Items listed in a dataset
*-*-*

//! Helpers shared by the tool handlers.

use futures::future::join_all;
use serde_json::{json, Value};

use crate::client::{Address, Product};
use crate::envelope::{ImageContent, ResponseEnvelope};
use crate::tools::handler::ToolContext;
use crate::types::{Error, Result};

pub const NOT_LOGGED_IN: &str =
    "You are not logged in. Call login_user first to sign in, then retry.";

pub const SESSION_EXPIRED: &str =
    "Your session has expired. Call login_user to sign in again, then retry.";

/// Precondition for every tool that needs a session.
///
/// Returns the directive envelope to hand back when there is none.
pub async fn require_login(ctx: &ToolContext) -> Option<ResponseEnvelope> {
    if ctx.client.is_authenticated().await {
        None
    } else {
        Some(ResponseEnvelope::failure(NOT_LOGGED_IN))
    }
}

/// Turn the backend errors an assistant can act on into envelopes.
///
/// 401 clears the session and asks for a new login; 404 reports
/// `not_found`. Anything else is re-raised for the dispatcher.
pub async fn recover(ctx: &ToolContext, err: Error, not_found: &str) -> Result<ResponseEnvelope> {
    if err.is_unauthorized() {
        ctx.client.clear_session().await;
        return Ok(ResponseEnvelope::failure(SESSION_EXPIRED));
    }
    if err.is_not_found() {
        return Ok(ResponseEnvelope::failure(not_found));
    }
    Err(err)
}

/// Images shown alongside a product listing.
pub const LISTING_IMAGES: usize = 3;

/// Download the images of the first `limit` products that have one.
///
/// A failed download is logged and skipped; the listing is still returned.
pub async fn product_images(ctx: &ToolContext, products: &[Product], limit: usize) -> Vec<ImageContent> {
    let urls: Vec<&str> = products
        .iter()
        .filter_map(|p| p.image.as_deref())
        .filter(|url| !url.trim().is_empty())
        .take(limit)
        .collect();
    let fetched = join_all(urls.iter().map(|url| ctx.client.fetch_image(url))).await;
    urls.iter()
        .zip(fetched)
        .filter_map(|(url, result)| match result {
            Ok(image) => Some(image),
            Err(err) => {
                tracing::warn!(url = %url, error = %err, "product_image_skipped");
                None
            }
        })
        .collect()
}

/// Money and limits as JSON numbers; whole values print without a fraction.
pub fn amount(value: f64) -> Value {
    if value.fract() == 0.0 && value.abs() < 9.0e15 {
        json!(value as i64)
    } else {
        json!(value)
    }
}

/// Product summary shown in listings.
pub fn product_summary(p: &Product) -> Value {
    json!({
        "id": p.product_id(),
        "name": p.name,
        "price": amount(p.price),
        "mrp": amount(p.mrp),
        "discount_percent": p.discount_percent(),
        "unit": p.unit,
        "rating": p.rating,
        "review_count": p.review_count,
        "estimated_delivery_mins": p.delivery_mins(),
        "in_stock": p.in_stock(),
        "dietary": p.dietary_preference.as_deref().unwrap_or("veg"),
        "brand": p.brand.as_deref().unwrap_or(""),
        "image_url": p.image,
    })
}

/// Address as presented to the assistant.
pub fn address_summary(a: &Address) -> Value {
    json!({
        "id": a.address_id(),
        "type": a.address_type,
        "name": a.name,
        "phone": a.phone,
        "address_line1": a.address_line1,
        "address_line2": a.address_line2,
        "landmark": a.landmark,
        "city": a.city,
        "state": a.state,
        "pincode": a.pincode,
        "is_default": a.is_default,
        "is_serviceable": a.is_serviceable.unwrap_or(true),
    })
}

/// `n` followed by the singular or plural noun.
pub fn count_of(n: usize, singular: &str, plural: &str) -> String {
    if n == 1 {
        format!("1 {}", singular)
    } else {
        format!("{} {}", n, plural)
    }
}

*-*-*

*The problem*
In the preceding records, how many lines include the word "first"? Reply with the number only.

*Solution to this problem*
2